Health Care Business at the Drop of a Hat

Published February 15, 2012 3:29 PM by Stephanie Cecchini

It’s hard to look your best when you are wearing too many hats.  While the business of health care struggles in a depressed economy and a revenue cycle containing a growing number of under and uninsured, pending government regulations such as HITECH, the Affordable Care Act, HIPAA 5010 and ICD-10 conversions have produced, for many,  a nail-biting backdrop against patient care.  How does a health care provider achieve balance in these unprecedented times of change?

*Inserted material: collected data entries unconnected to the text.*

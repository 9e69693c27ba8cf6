use std::time::Duration;

use color_eyre::Result;
use tokio_util::sync::CancellationToken;
use tracing::{debug, warn};

use aios_core::{
    project_inspect, project_list, project_track, project_untrack, watch_paths, workspace_plan,
    workspace_repair, workspace_validate, CommandContext, CommandGroup, CommandInfo,
    ExecutionOutcome, ProjectSelectRequest, ProjectTrackRequest, WatchRequest,
};
use aios_domain::format_timestamp;

use crate::cli::{CommandGroupCli, ProjectCommand, WatchArgs, WorkspaceCommand};

pub fn command_info(group: &CommandGroupCli) -> CommandInfo {
    match group {
        CommandGroupCli::Project { command } => {
            let name = match command {
                ProjectCommand::Track(_) => "track",
                ProjectCommand::Untrack(_) => "untrack",
                ProjectCommand::Inspect(_) => "inspect",
                ProjectCommand::List => "list",
            };
            CommandInfo::new(CommandGroup::Project, name)
        }
        CommandGroupCli::Workspace { command } => {
            let name = match command {
                WorkspaceCommand::Validate => "validate",
                WorkspaceCommand::Plan => "plan",
                WorkspaceCommand::Repair => "repair",
            };
            CommandInfo::new(CommandGroup::Workspace, name)
        }
        CommandGroupCli::Watch(_) => CommandInfo::new(CommandGroup::Watch, "watch"),
    }
}

pub fn dispatch_command(ctx: &CommandContext, group: &CommandGroupCli) -> Result<ExecutionOutcome> {
    let outcome = match group {
        CommandGroupCli::Project { command } => match command {
            ProjectCommand::Track(args) => project_track(
                ctx,
                &ProjectTrackRequest {
                    path: args.path.clone(),
                },
            ),
            ProjectCommand::Untrack(args) => project_untrack(ctx, &select_request(&args.selector)),
            ProjectCommand::Inspect(args) => project_inspect(ctx, &select_request(&args.selector)),
            ProjectCommand::List => project_list(ctx),
        },
        CommandGroupCli::Workspace { command } => match command {
            WorkspaceCommand::Validate => workspace_validate(ctx),
            WorkspaceCommand::Plan => workspace_plan(ctx),
            WorkspaceCommand::Repair => workspace_repair(ctx),
        },
        CommandGroupCli::Watch(args) => run_watch(ctx, args)?,
    };
    Ok(outcome)
}

fn select_request(selector: &str) -> ProjectSelectRequest {
    ProjectSelectRequest {
        selector: selector.to_string(),
    }
}

/// Drives the watcher on a dedicated runtime until Ctrl-C.
fn run_watch(ctx: &CommandContext, args: &WatchArgs) -> Result<ExecutionOutcome> {
    let request = WatchRequest {
        paths: args.paths.clone(),
        interval: args.interval_ms.map(Duration::from_millis),
        repair_links: args.repair_links,
    };
    let print_events = !(ctx.global.json || ctx.global.quiet);
    let runtime = tokio::runtime::Builder::new_multi_thread()
        .enable_all()
        .build()?;
    let outcome = runtime.block_on(async {
        let cancel = CancellationToken::new();
        let interrupt = cancel.clone();
        tokio::spawn(async move {
            match tokio::signal::ctrl_c().await {
                Ok(()) => {
                    debug!("interrupt received; stopping watcher");
                    interrupt.cancel();
                }
                Err(err) => warn!(error = %err, "unable to listen for Ctrl-C"),
            }
        });
        watch_paths(ctx, &request, cancel, |event| {
            if print_events {
                println!(
                    "drift: {} at {}",
                    event.path.display(),
                    format_timestamp(event.timestamp)
                );
            }
        })
        .await
    });
    Ok(outcome)
}
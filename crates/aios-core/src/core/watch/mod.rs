//! Polling drift watcher.
//!
//! One cooperative task ticks at the configured interval and hands each poll
//! (fingerprint walks and repair callbacks) to the blocking pool, so
//! cancellation is observed even while a poll is running. Paths are polled in
//! order. A changed fingerprint is stored before anything else happens, so a
//! failing repair yields exactly one event per change.
//!
//! A poll still running at cancellation finishes in the background; the event
//! stream closes once it does.

use std::path::{Path, PathBuf};
use std::sync::Arc;
use std::time::Duration;

use time::OffsetDateTime;
use tokio::sync::mpsc;
use tokio::task::JoinHandle;
use tokio::time::MissedTickBehavior;
use tokio_util::sync::CancellationToken;
use tracing::{debug, info, warn};

use aios_domain::{Result, SyncEvent, SyncStateMachine, WorkspaceError};

use crate::config::DEFAULT_WATCH_INTERVAL;
use crate::reconcile::Reconciler;

mod fingerprint;

pub use fingerprint::fingerprint;

/// Caller-supplied repair for a drifted path.
pub type RepairFn = Arc<dyn Fn(&Path) -> anyhow::Result<()> + Send + Sync>;

#[derive(Clone, Debug, PartialEq, Eq)]
pub struct WatchEvent {
    pub path: PathBuf,
    pub timestamp: OffsetDateTime,
}

pub struct WatchHandle {
    events: mpsc::Receiver<WatchEvent>,
    task: JoinHandle<()>,
}

impl WatchHandle {
    /// Next drift event; `None` once the watcher has stopped.
    pub async fn recv(&mut self) -> Option<WatchEvent> {
        self.events.recv().await
    }

    /// True once the polling task has exited.
    #[must_use]
    pub fn is_finished(&self) -> bool {
        self.task.is_finished()
    }

    /// Waits for the polling task to exit after cancellation.
    pub async fn join(self) {
        drop(self.events);
        if let Err(err) = self.task.await {
            warn!(error = %err, "watch task ended abnormally");
        }
    }
}

pub trait Watcher: Send + Sync {
    /// Starts watching `paths`. Must be called from within a Tokio runtime.
    fn watch(
        &self,
        cancel: CancellationToken,
        fsm: Option<Arc<SyncStateMachine>>,
        paths: Vec<PathBuf>,
        repair: Option<RepairFn>,
    ) -> Result<WatchHandle>;
}

#[derive(Clone, Copy, Debug)]
pub struct PollingWatcher {
    interval: Duration,
}

impl PollingWatcher {
    /// A zero interval is promoted to the default.
    #[must_use]
    pub fn new(interval: Duration) -> Self {
        let interval = if interval.is_zero() {
            DEFAULT_WATCH_INTERVAL
        } else {
            interval
        };
        Self { interval }
    }

    #[must_use]
    pub fn interval(&self) -> Duration {
        self.interval
    }
}

impl Default for PollingWatcher {
    fn default() -> Self {
        Self::new(DEFAULT_WATCH_INTERVAL)
    }
}

impl Watcher for PollingWatcher {
    fn watch(
        &self,
        cancel: CancellationToken,
        fsm: Option<Arc<SyncStateMachine>>,
        paths: Vec<PathBuf>,
        repair: Option<RepairFn>,
    ) -> Result<WatchHandle> {
        if paths.is_empty() {
            return Err(WorkspaceError::NoWatchPaths);
        }
        let mut watched = Vec::with_capacity(paths.len());
        for path in paths {
            let baseline = fingerprint(&path)?;
            watched.push(WatchedPath { path, baseline });
        }
        let (tx, events) = mpsc::channel(watched.len());
        let interval = self.interval;
        info!(
            paths = watched.len(),
            interval_ms = u64::try_from(interval.as_millis()).unwrap_or(u64::MAX),
            "starting drift watcher"
        );
        let task = tokio::spawn(async move {
            let mut ticker = tokio::time::interval(interval);
            ticker.set_missed_tick_behavior(MissedTickBehavior::Delay);
            ticker.tick().await;
            loop {
                tokio::select! {
                    () = cancel.cancelled() => break,
                    _ = ticker.tick() => {}
                }
                let mut batch = std::mem::take(&mut watched);
                let tx = tx.clone();
                let fsm = fsm.clone();
                let repair = repair.clone();
                let poll = tokio::task::spawn_blocking(move || {
                    poll_once(&mut batch, &tx, fsm.as_deref(), repair.as_ref());
                    batch
                });
                tokio::select! {
                    () = cancel.cancelled() => break,
                    polled = poll => match polled {
                        Ok(batch) => watched = batch,
                        Err(err) => {
                            warn!(error = %err, "drift poll aborted; stopping watcher");
                            break;
                        }
                    },
                }
            }
            debug!("drift watcher stopped");
        });
        Ok(WatchHandle { events, task })
    }
}

struct WatchedPath {
    path: PathBuf,
    baseline: String,
}

fn poll_once(
    watched: &mut [WatchedPath],
    tx: &mpsc::Sender<WatchEvent>,
    fsm: Option<&SyncStateMachine>,
    repair: Option<&RepairFn>,
) {
    for entry in watched.iter_mut() {
        let current = match fingerprint(&entry.path) {
            Ok(current) => current,
            Err(err) => {
                debug!(
                    path = %entry.path.display(),
                    error = %err,
                    "fingerprint failed; retrying next tick"
                );
                continue;
            }
        };
        if current == entry.baseline {
            continue;
        }
        entry.baseline = current;
        info!(path = %entry.path.display(), "drift detected");

        let event = WatchEvent {
            path: entry.path.clone(),
            timestamp: OffsetDateTime::now_utc(),
        };
        if tx.try_send(event).is_err() {
            debug!(path = %entry.path.display(), "event stream full; dropping event");
        }

        if let Some(fsm) = fsm {
            fsm.send(SyncEvent::Drift);
            fsm.send(SyncEvent::Repair);
        }
        let Some(repair) = repair else {
            continue;
        };
        match repair(&entry.path) {
            Ok(()) => {
                if let Some(fsm) = fsm {
                    fsm.send(SyncEvent::Stable);
                }
            }
            Err(err) => {
                warn!(path = %entry.path.display(), error = %err, "repair failed");
                if let Some(fsm) = fsm {
                    fsm.send(SyncEvent::Drift);
                }
            }
        }
    }
}

/// Repair callback that re-runs link reconciliation on every drift.
///
/// Fails when any create/repair action could not be applied.
pub fn links_repair_callback(reconciler: Reconciler) -> RepairFn {
    Arc::new(move |path: &Path| -> anyhow::Result<()> {
        let result = reconciler.repair()?;
        let failed = result.failed().count();
        if failed > 0 {
            anyhow::bail!(
                "{failed} link(s) could not be repaired after drift at {}",
                path.display()
            );
        }
        Ok(())
    })
}
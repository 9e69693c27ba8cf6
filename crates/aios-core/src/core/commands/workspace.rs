use serde_json::json;

use aios_domain::LinkStatus;

use crate::{CommandContext, ExecutionOutcome};

pub fn workspace_validate(ctx: &CommandContext) -> ExecutionOutcome {
    let validation = match ctx.reconciler().validate() {
        Ok(validation) => validation,
        Err(err) => return ExecutionOutcome::from_error(&err),
    };
    let message = if validation.healthy {
        "all links healthy".to_string()
    } else {
        let unhealthy = validation.reports.len() - validation.count(LinkStatus::Ok);
        format!("{unhealthy} link(s) need attention")
    };
    let counts = json!({
        "ok": validation.count(LinkStatus::Ok),
        "missing": validation.count(LinkStatus::Missing),
        "broken": validation.count(LinkStatus::Broken),
        "conflict": validation.count(LinkStatus::Conflict),
    });
    ExecutionOutcome::success(
        message,
        json!({
            "healthy": validation.healthy,
            "counts": counts,
            "reports": validation.reports,
        }),
    )
}

pub fn workspace_plan(ctx: &CommandContext) -> ExecutionOutcome {
    match ctx.reconciler().plan() {
        Ok(plan) => {
            let pending = plan
                .actions
                .iter()
                .filter(|action| action.kind.is_mutation())
                .count();
            ExecutionOutcome::success(
                format!("{pending} action(s) pending"),
                json!({ "healthy": plan.healthy, "actions": plan.actions }),
            )
        }
        Err(err) => ExecutionOutcome::from_error(&err),
    }
}

pub fn workspace_repair(ctx: &CommandContext) -> ExecutionOutcome {
    let result = match ctx.reconciler().repair() {
        Ok(result) => result,
        Err(err) => return ExecutionOutcome::from_error(&err),
    };
    let failed = result.failed().count();
    let mut details = json!({
        "healthy": result.healthy,
        "applied": result.applied,
        "skipped": result.skipped,
    });
    if failed > 0 {
        details["reason"] = json!("repair_incomplete");
        details["hint"] = json!("Inspect the skipped actions; conflicting paths are never replaced.");
        return ExecutionOutcome::failure(
            format!("{failed} link(s) could not be repaired"),
            details,
        );
    }
    ExecutionOutcome::success(
        format!(
            "applied {} action(s), skipped {}",
            result.applied.len(),
            result.skipped.len()
        ),
        details,
    )
}
//! Symlink tree under `<workspace>/projects/links`.
//!
//! Each tracked project owns exactly one entry directly under the links root,
//! named by [`link_name`], which must be a symbolic link whose stored target is
//! the project's absolute path. Anything else occupying that path is reported
//! as a conflict and never removed.

use std::fs;
use std::io;
use std::path::{Path, PathBuf};

use tracing::{debug, info};

use aios_domain::{
    clean, link_name, IoResultExt, LinkReport, LinkStatus, Result, WorkspaceError,
};

use crate::fs::{create_private_dir_all, create_symlink, remove_symlink};

pub trait LinkDriver: Send + Sync {
    fn inspect(&self, project_id: &str, target: &Path) -> Result<LinkReport>;

    /// Points the project's link at `target`, replacing an existing symlink.
    ///
    /// Unlink and create are two steps; the link is briefly absent in between.
    fn ensure(&self, project_id: &str, target: &Path) -> Result<()>;
}

#[derive(Debug, Clone)]
pub struct FsLinkDriver {
    links_root: PathBuf,
}

impl FsLinkDriver {
    #[must_use]
    pub fn new(links_root: PathBuf) -> Self {
        Self { links_root }
    }

    #[must_use]
    pub fn links_root(&self) -> &Path {
        &self.links_root
    }

    /// `links_root` joined with the project's flat [`link_name`].
    pub fn link_path(&self, project_id: &str) -> Result<PathBuf> {
        Ok(self.links_root.join(link_name(project_id)?))
    }
}

impl LinkDriver for FsLinkDriver {
    fn inspect(&self, project_id: &str, target: &Path) -> Result<LinkReport> {
        let link_path = self.link_path(project_id)?;
        let mut report = LinkReport {
            project_id: project_id.to_string(),
            project_path: target.to_path_buf(),
            link_path,
            current_target: None,
            status: LinkStatus::Missing,
        };
        let meta = match fs::symlink_metadata(&report.link_path) {
            Ok(meta) => meta,
            Err(err) if err.kind() == io::ErrorKind::NotFound => return Ok(report),
            Err(err) => return Err(err).at("stat", &report.link_path),
        };
        if !meta.file_type().is_symlink() {
            report.status = LinkStatus::Conflict;
            return Ok(report);
        }
        let current = fs::read_link(&report.link_path).at("read link", &report.link_path)?;
        report.status = if clean(&current) == clean(target) {
            LinkStatus::Ok
        } else {
            LinkStatus::Broken
        };
        report.current_target = Some(current);
        Ok(report)
    }

    fn ensure(&self, project_id: &str, target: &Path) -> Result<()> {
        let link_path = self.link_path(project_id)?;
        create_private_dir_all(&self.links_root)?;
        match fs::symlink_metadata(&link_path) {
            Ok(meta) if !meta.file_type().is_symlink() => {
                return Err(WorkspaceError::NonSymlinkConflict { path: link_path });
            }
            Ok(_) => {
                debug!(link = %link_path.display(), "replacing existing symlink");
                remove_symlink(&link_path)?;
            }
            Err(err) if err.kind() == io::ErrorKind::NotFound => {}
            Err(err) => return Err(err).at("stat", &link_path),
        }
        create_symlink(target, &link_path)?;
        info!(
            project = project_id,
            link = %link_path.display(),
            target = %target.display(),
            "linked project"
        );
        Ok(())
    }
}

Further muddying strategic health care business planning is the opposing opinions from trusted health care associations.  While the American Medical Association (AMA), the largest association of physicians, calls on congress to stop the implementation of ICD-10, and the Medical Group Management Association (MGMA) asks the Centers of Medicare and Medicaid Services (CMS) to delay 5010 implementation, the American Health Information Management Association (AHIMA) declares that varying from prior rule making is a mistake that could ultimately increase costs.  With CMS’s agreement this week to “re-examine the time frame” for the ICD-10 transition, providers truly juggle mixed messages. Today's business of health care now seems to require outside assistance in order to manage all of the moving targets.  Where do providers find trusted partners? 


While many larger hospitals are quickly investing in the advice of big consulting firms, boutique consultancy firms should not be overlooked when seeking outsourced training and business support.  Aside from budget constraints, providers should analyze their culture to select the right partner.  While larger firms may offer greater choices, their support network may not be as personalized or easily accessible.  The best partners are thought leaders capable of effective planning and producing quality deliverables.  Providers who select their consulting partners based on their evaluation of the firm’s reputation, experience, and service philosophy will often have the best results. References should be asked for and checked.


Effective outsourcing can help providers navigate complex government regulations while protecting positive cash flow.  Wearing too many hats adds an unnecessary burden to providers who shouldn’t have to do it all.  Getting rid of a few lets most providers finish strong and focus on what matters most… their patients.